[LDES-technology] LDES Tech assessment meeting - Nov. 18
Sarah Kurtz
skurtz at ucmerced.edu
Sun Nov 15 16:59:50 PST 2020
I haven’t done very well about confirming agendas, so I’ll try to do better this week:
Our plan is to discuss the survey – if you didn’t complete it yet, please fill it in along with your feedback and return to Noah and Rui.
Russ also suggested some questions for ETES as a follow up to our meeting last week. This is a complementary (collecting specifics about the company) approach to the survey that Rui developed, which is a standardized survey that would ask everyone the same questions and not try to collect specifics.
I suggest that we start with the discussion about the survey that Noah and Rui circulated and then try to take a few minutes to talk about the complementary approach.
For your reference, here is what Russ drafted.
Dear Maximillian and Daniel,
Thanks very much for your time on Wednesday to introduce the ETES technology to our team. It was very informative.
In order to accurately reflect the technology in our capacity planning software tools, we will need information about the cost expectations and technical properties. I can imagine several use scenarios:
1. Use as a daily cycle ~10-hour storage for making “baseload” energy supply from solar + wind (mostly solar) energy
2. Use as a multi-day storage facility with say 72-hours storage enabling such “baseload” systems to achieve steady power through several days of bad weather
3. Use as a deep-winter interseasonal multi-GW facility, in which it might need to store energy for 3 months and discharge almost continuously for a couple of weeks in mid-winter
4. Use as an off-taker for energy that would otherwise be curtailed, and supplying industrial process heat (leaving open the question of how the industrial need can be satisfied in the winter when there is no such excess solar energy available
It would seem to me that for the first two cases, ETES competes with many other emerging storage technologies including batteries, flow batteries, potential energy systems (off-river pumped hydro or moving weights), etc., whereas for the latter two cases ETES offers some characteristics that those other solutions could not readily offer, and would mainly compete with hydrogen or other electro-chemical storage approaches.

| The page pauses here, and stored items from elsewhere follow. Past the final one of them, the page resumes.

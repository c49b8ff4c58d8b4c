//! Configuration management for the data lifecycle.
//!
//! Loads the application's TOML file. The `[storage]` section maps onto
//! [`StorageConfig`](crate::storage::StorageConfig); the storage subsystem
//! itself never reads files or environment variables.
//!
//! # Example
//!
//! ```no_run
//! use adl::config::ConfigurationLoader;
//! use std::path::Path;
//!
//! let loader = ConfigurationLoader::new(Some(Path::new("config/app.toml"))).unwrap();
//! for problem in loader.validate() {
//!     eprintln!("config: {}", problem);
//! }
//!
//! println!("Journal: {}", loader.config.logging.log_file);
//! ```

/// TOML configuration loader
pub mod config;

// Re-export main types for convenience
pub use self::config::{AppConfig, Configuration, ConfigurationLoader, LoggingConfig};
impl StorageManager {
    /// Create a manager over the given stores and probe
    pub fn new(
        config: StorageConfig,
        kv: Arc<dyn KeyValueStore>,
        db: Arc<dyn RelationalStore>,
        capacity: Arc<dyn CapacityProbe>,
    ) -> Self {
        Self {
            backups: BackupEngine::new(kv.clone(), db.clone()),
            integrity: IntegrityChecker::new(kv.clone(), db.clone()),
            config,
            kv,
            db,
            capacity,
            on_warning: None,
            critical: Mutex::new(()),
        }
    }

    /// Open the file-backed key-value store, SQLite database and disk probe
    /// under `config.data_dir`.
    ///
    /// Open failures are reported with the same kinds as
    /// [`initialize_app_data`](Self::initialize_app_data).
    #[cfg(all(feature = "sqlite", feature = "disk"))]
    pub async fn open(config: StorageConfig) -> StorageResult<Self> {
        use super::adapters::{FileKeyValueStore, SqliteRelationalStore};
        use super::capacity::DiskCapacityProbe;

        let kv = FileKeyValueStore::open(config.kv_path())
            .await
            .map_err(|e| init_error("key-value store", e))?;
        let db = SqliteRelationalStore::open(&config.db_path())
            .map_err(|e| init_error("relational store", e))?;
        let capacity = DiskCapacityProbe::new(config.data_dir.clone());

        info!("Opened storage under {}", config.data_dir.display());
        Ok(Self::new(
            config,
            Arc::new(kv),
            Arc::new(db),
            Arc::new(capacity),
        ))
    }

    /// Register a callback for storage warnings
    pub fn on_warning<F>(mut self, callback: F) -> Self
    where
        F: Fn(&StorageWarning) + Send + Sync + 'static,
    {
        self.on_warning = Some(Arc::new(callback));
        self
    }

    /// Configuration the manager was built with
    pub fn config(&self) -> &StorageConfig {
        &self.config
    }

    /// Shared handle to the key-value store
    pub fn key_value_store(&self) -> &Arc<dyn KeyValueStore> {
        &self.kv
    }

    /// Shared handle to the relational store
    pub fn relational_store(&self) -> &Arc<dyn RelationalStore> {
        &self.db
    }

    /// Read the current capacity from the probe
    pub async fn check_storage_space(&self) -> StorageResult<StorageStats> {
        self.capacity.check_storage_space().await
    }

    /// Fail with `InsufficientSpace` when free space is below the minimum.
    ///
    /// High usage above the warning threshold only raises a warning.
    pub async fn validate_storage_space(&self) -> StorageResult<StorageStats> {
        let stats = self.check_storage_space().await?;

        if stats.free_space < self.config.min_free_space_bytes {
            return Err(StorageError::insufficient_space(format!(
                "Only {} bytes free, at least {} required",
                stats.free_space, self.config.min_free_space_bytes
            )));
        }

        let threshold = self.config.warning_threshold_percent;
        if stats.used_percentage() > threshold {
            warn!(
                "Storage usage at {:.1}% exceeds the {:.1}% warning threshold",
                stats.used_percentage(),
                threshold
            );
            if let Some(callback) = &self.on_warning {
                callback(&StorageWarning::HighUsage { stats, threshold });
            }
        }

        Ok(stats)
    }

    /// Prepare both stores: relational schema plus a key-value probe
    pub async fn initialize_app_data(&self) -> StorageResult<()> {
        self.db
            .initialize_schema()
            .await
            .map_err(|e| init_error("relational store", e))?;
        self.kv
            .list_keys()
            .await
            .map_err(|e| init_error("key-value store", e))?;

        info!(
            "App data initialized ({} + {})",
            self.kv.backend_type(),
            self.db.backend_type()
        );
        Ok(())
    }

    /// `true` only when both stores answer their probes. Never fails.
    pub async fn verify_data_integrity(&self) -> bool {
        self.integrity.verify_data_integrity().await
    }

    /// Detailed integrity probe
    pub async fn integrity_report(&self) -> IntegrityReport {
        self.integrity.check().await
    }

    /// Validate capacity, then capture both stores into a stored snapshot.
    ///
    /// A capacity failure is returned unchanged before either store is touched.
    pub async fn create_backup(&self) -> StorageResult<BackupData> {
        let _guard = self.critical.lock().await;
        self.validate_storage_space().await?;
        self.backups.create().await
    }

    /// Write a snapshot back into both stores
    pub async fn restore_from_backup(&self, backup: &BackupData) -> StorageResult<()> {
        let _guard = self.critical.lock().await;
        self.backups.restore(backup).await
    }

    /// Restore a snapshot into stores that failed initialization.
    ///
    /// The checksum is verified first. When the relational store still fails
    /// `initialize_schema` as corrupted it is reset before the snapshot is
    /// written back; any other schema failure is left to the restore.
    pub async fn recover_from_backup(&self, backup: &BackupData) -> StorageResult<()> {
        let _guard = self.critical.lock().await;
        BackupEngine::verify(backup)?;

        if let Err(e) = self.db.initialize_schema().await {
            if matches!(e, AdapterError::Corrupted(_)) {
                warn!("Resetting relational store before recovery: {}", e);
                self.db.reset_store().await.map_err(|e| {
                    StorageError::restore_failed(format!(
                        "Failed to reset relational store: {}",
                        e
                    ))
                })?;
            }
        }

        self.backups.restore(backup).await
    }

    /// Newest readable snapshot; corrupt entries are skipped
    pub async fn get_latest_backup(&self) -> StorageResult<Option<BackupData>> {
        self.backups.latest().await
    }

    /// Metadata of every readable snapshot, newest first
    pub async fn list_backups(&self) -> StorageResult<Vec<BackupMetadata>> {
        self.backups.list().await
    }

    /// Snapshot stored under `timestamp`, if present and readable
    pub async fn get_backup(&self, timestamp: i64) -> StorageResult<Option<BackupData>> {
        self.backups.get(timestamp).await
    }

    /// Remove one snapshot; `false` when it did not exist
    pub async fn delete_backup(&self, timestamp: i64) -> StorageResult<bool> {
        let _guard = self.critical.lock().await;
        self.backups.delete(timestamp).await
    }

    /// Retire backups beyond `options.max_backups_to_keep`
    pub async fn cleanup_storage(&self, options: CleanupOptions) -> StorageResult<CleanupReport> {
        let _guard = self.critical.lock().await;
        RetentionManager::new(self.kv.clone(), false)
            .run_cleanup(&options)
            .await
    }

    /// Cleanup using the configured retention policy
    pub async fn cleanup_with_policy(&self) -> StorageResult<CleanupReport> {
        self.cleanup_storage(self.config.retention.into()).await
    }

    /// Report what a cleanup would remove without removing anything
    pub async fn preview_cleanup(&self, options: CleanupOptions) -> StorageResult<CleanupReport> {
        debug!("Previewing cleanup keeping {}", options.max_backups_to_keep);
        RetentionManager::new(self.kv.clone(), true)
            .run_cleanup(&options)
            .await
    }
}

I think our team would be happy to include ETES in capacity expansion scenarios for all of the cases above, although #4 is particularly challenging because our model does not extend to non-electricity energy loads (but we could potentially account for it as a revenue flow from curtailed energy and thus capture the economic benefit). Thus far our team is fairly sure that the biggest challenge for a 100% carbon-free California electricity grid will be assurance of adequate capacity through the winter, and that some type of interseasonal storage will definitely be needed; and it also seems likely that there will need to be some remuneration of a generation facility operator for providing the winter reserve capacity, since the system will be fully charged and discharged just once per year.

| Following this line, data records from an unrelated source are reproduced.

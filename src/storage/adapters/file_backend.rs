//! File System Key-Value Store
//!
//! Persists the whole map as one JSON document. Every mutation rewrites the
//! document with the temp file + rename pattern, so a crash leaves either the
//! old or the new document on disk.

use async_trait::async_trait;
use std::collections::BTreeMap;
use std::path::{Path, PathBuf};
use tokio::fs;
use tokio::io::AsyncWriteExt;
use tokio::sync::RwLock;
use uuid::Uuid;

use super::traits::{AdapterError, AdapterResult, KeyValueStore};

/// File system key-value store
pub struct FileKeyValueStore {
    path: PathBuf,
    entries: RwLock<BTreeMap<String, String>>,
}

impl FileKeyValueStore {
    /// Open the store at `path`, creating parent directories as needed.
    ///
    /// A missing file is an empty store. A file that is not a JSON object of
    /// strings fails with [`AdapterError::Deserialization`].
    pub async fn open<P: AsRef<Path>>(path: P) -> AdapterResult<Self> {
        let path = path.as_ref().to_path_buf();

        if let Some(parent) = path.parent() {
            fs::create_dir_all(parent).await?;
        }

        let entries = if fs::try_exists(&path).await? {
            let raw = fs::read(&path).await?;
            if raw.is_empty() {
                BTreeMap::new()
            } else {
                serde_json::from_slice(&raw).map_err(|e| {
                    AdapterError::Deserialization(format!("{}: {}", path.display(), e))
                })?
            }
        } else {
            BTreeMap::new()
        };

        Ok(Self {
            path,
            entries: RwLock::new(entries),
        })
    }

    /// Get the document path
    pub fn path(&self) -> &Path {
        &self.path
    }

    fn temp_path(&self) -> PathBuf {
        let file_name = self
            .path
            .file_name()
            .map(|n| n.to_string_lossy().to_string())
            .unwrap_or_else(|| "kv_store.json".to_string());
        self.path
            .with_file_name(format!("{}.tmp.{}", file_name, Uuid::new_v4()))
    }

    /// Write `entries` to disk atomically
    async fn persist(&self, entries: &BTreeMap<String, String>) -> AdapterResult<()> {
        let data = serde_json::to_vec_pretty(entries)
            .map_err(|e| AdapterError::Serialization(e.to_string()))?;

        let temp_path = self.temp_path();
        let write_result = async {
            let mut file = fs::File::create(&temp_path).await?;
            file.write_all(&data).await?;
            file.sync_all().await?;
            fs::rename(&temp_path, &self.path).await
        }
        .await;

        if let Err(e) = write_result {
            let _ = fs::remove_file(&temp_path).await;
            return Err(e.into());
        }
        Ok(())
    }

    /// Apply `mutate` to a copy of the map, persist it, then publish it.
    ///
    /// The in-memory map only changes once the document is on disk.
    async fn mutate<F>(&self, mutate: F) -> AdapterResult<()>
    where
        F: FnOnce(&mut BTreeMap<String, String>) + Send,
    {
        let mut guard = self.entries.write().await;
        let mut next = guard.clone();
        mutate(&mut next);
        self.persist(&next).await?;
        *guard = next;
        Ok(())
    }
}

#[async_trait]
impl KeyValueStore for FileKeyValueStore {
    fn backend_type(&self) -> &'static str {
        "file"
    }

    async fn get(&self, key: &str) -> AdapterResult<Option<String>> {
        Ok(self.entries.read().await.get(key).cloned())
    }

    async fn set(&self, key: &str, value: &str) -> AdapterResult<()> {
        let (key, value) = (key.to_string(), value.to_string());
        self.mutate(move |map| {
            map.insert(key, value);
        })
        .await
    }

    async fn multi_set(&self, entries: &[(String, String)]) -> AdapterResult<()> {
        self.mutate(|map| {
            for (key, value) in entries {
                map.insert(key.clone(), value.clone());
            }
        })
        .await
    }

    async fn remove(&self, key: &str) -> AdapterResult<()> {
        if !self.entries.read().await.contains_key(key) {
            return Ok(()); // Idempotent delete
        }
        self.mutate(|map| {
            map.remove(key);
        })
        .await
    }

    async fn remove_many(&self, keys: &[String]) -> AdapterResult<()> {
        self.mutate(|map| {
            for key in keys {
                map.remove(key);
            }
        })
        .await
    }

    async fn list_keys(&self) -> AdapterResult<Vec<String>> {
        Ok(self.entries.read().await.keys().cloned().collect())
    }

    async fn clear(&self) -> AdapterResult<()> {
        self.mutate(|map| map.clear()).await
    }
}

#[cfg(test)]
mod tests {
    use super::*;
    use tempfile::TempDir;

    #[tokio::test]
    async fn test_file_store_persists_across_open() {
        let temp_dir = TempDir::new().unwrap();
        let path = temp_dir.path().join("data").join("kv_store.json");

        {
            let store = FileKeyValueStore::open(&path).await.unwrap();
            store.set("@app:language", "es").await.unwrap();
            store
                .multi_set(&[
                    ("@sticky_note:1".to_string(), "{\"text\":\"hi\"}".to_string()),
                    ("@voice_notes:index".to_string(), "[]".to_string()),
                ])
                .await
                .unwrap();
        }

        let reopened = FileKeyValueStore::open(&path).await.unwrap();
        assert_eq!(
            reopened.get("@app:language").await.unwrap(),
            Some("es".to_string())
        );
        assert_eq!(reopened.list_keys().await.unwrap().len(), 3);
    }

    #[tokio::test]
    async fn test_file_store_leaves_no_temp_files() {
        let temp_dir = TempDir::new().unwrap();
        let path = temp_dir.path().join("kv_store.json");
        let store = FileKeyValueStore::open(&path).await.unwrap();

        store.set("a", "1").await.unwrap();
        store.remove("a").await.unwrap();
        store.clear().await.unwrap();

        let names: Vec<String> = std::fs::read_dir(temp_dir.path())
            .unwrap()
            .map(|e| e.unwrap().file_name().to_string_lossy().to_string())
            .collect();
        assert_eq!(names, vec!["kv_store.json".to_string()]);
    }

    #[tokio::test]
    async fn test_file_store_rejects_corrupt_document() {
        let temp_dir = TempDir::new().unwrap();
        let path = temp_dir.path().join("kv_store.json");
        std::fs::write(&path, "{not json").unwrap();

        let result = FileKeyValueStore::open(&path).await;
        assert!(matches!(result, Err(AdapterError::Deserialization(_))));
    }

    #[tokio::test]
    async fn test_file_store_remove_many_and_clear() {
        let temp_dir = TempDir::new().unwrap();
        let store = FileKeyValueStore::open(temp_dir.path().join("kv.json"))
            .await
            .unwrap();

        for i in 0..4 {
            store.set(&format!("@backup:{}", i), "{}").await.unwrap();
        }
        store
            .remove_many(&["@backup:0".to_string(), "@backup:1".to_string()])
            .await
            .unwrap();
        assert_eq!(
            store.list_keys().await.unwrap(),
            vec!["@backup:2".to_string(), "@backup:3".to_string()]
        );

        store.clear().await.unwrap();
        assert!(store.list_keys().await.unwrap().is_empty());
        assert_eq!(store.backend_type(), "file");
    }
}
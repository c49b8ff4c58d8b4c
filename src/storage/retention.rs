//! Retention cleanup for stored backups

use serde::Serialize;
use std::cmp::Reverse;
use std::sync::Arc;
use std::time::Instant;
use tracing::{debug, info};

use super::adapters::KeyValueStore;
use super::config::CleanupOptions;
use super::errors::{StorageError, StorageResult};
use super::models::{is_backup_key, parse_backup_timestamp};

/// Result of one cleanup run
#[derive(Debug, Clone, Default, PartialEq, Eq, Serialize)]
pub struct CleanupReport {
    /// Backups removed, or that would be removed on a dry run
    pub deleted_backups: usize,
    /// Backups left in place
    pub kept_backups: usize,
    /// Keys of the removed backups
    pub deleted_keys: Vec<String>,
    /// Wall-clock duration of the run
    pub duration_ms: u64,
    /// Nothing was removed
    pub dry_run: bool,
}

/// Retires backups beyond the retention limit
pub struct RetentionManager {
    kv: Arc<dyn KeyValueStore>,
    dry_run: bool,
}

impl RetentionManager {
    /// Create a new retention manager
    pub fn new(kv: Arc<dyn KeyValueStore>, dry_run: bool) -> Self {
        Self { kv, dry_run }
    }

    /// Run cleanup with the given options
    pub async fn run_cleanup(&self, options: &CleanupOptions) -> StorageResult<CleanupReport> {
        let start_time = Instant::now();
        let mut report = CleanupReport {
            dry_run: self.dry_run,
            ..CleanupReport::default()
        };

        let keys: Vec<String> = self
            .kv
            .list_keys()
            .await
            .map_err(|e| StorageError::cleanup_failed(format!("Failed to list backups: {}", e)))?
            .into_iter()
            .filter(|key| is_backup_key(key))
            .collect();

        if !options.remove_old_backups || keys.len() <= options.max_backups_to_keep {
            report.kept_backups = keys.len();
            report.duration_ms = start_time.elapsed().as_millis() as u64;
            debug!("Cleanup: nothing to do ({} backups)", keys.len());
            return Ok(report);
        }

        let (kept, expired) = select_expired(keys, options.max_backups_to_keep);

        if !self.dry_run {
            self.kv.remove_many(&expired).await.map_err(|e| {
                StorageError::cleanup_failed(format!("Failed to remove old backups: {}", e))
            })?;
        }

        report.kept_backups = kept.len();
        report.deleted_backups = expired.len();
        report.deleted_keys = expired;
        report.duration_ms = start_time.elapsed().as_millis() as u64;

        info!(
            "Cleanup {} {} backups, kept {}",
            if self.dry_run { "would remove" } else { "removed" },
            report.deleted_backups,
            report.kept_backups
        );
        Ok(report)
    }
}

/// Split backup keys into the `keep` newest and the rest.
///
/// Keys are ordered by embedded timestamp, newest first. Keys without a
/// parseable timestamp sort as oldest.
pub fn select_expired(mut keys: Vec<String>, keep: usize) -> (Vec<String>, Vec<String>) {
    keys.sort_by_key(|key| Reverse(parse_backup_timestamp(key)));
    let expired = keys.split_off(keep.min(keys.len()));
    (keys, expired)
}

Can you help us to assess the technology with the following data / forecast of future ETES systems?
* Capital cost
* Needs to be divided into cost per GW of power capacity and per GWh of storage capacity, and the storage capacity cost may need to be represented as a function of intended charge hold time (e.g., due to insulation costs).
* Needs to include a forecast of future costs through 2045 as the technology matures and production of components increases — this could be an estimated learning curve or (better) specific forecasts in 5-year intervals through 2045, accounting for both learning effects and market growth
* Operational costs for maintenance
* Power ramp rate
* Output power for dispatchability
* Input power for initial energy capture (sort of reverse dispatchability)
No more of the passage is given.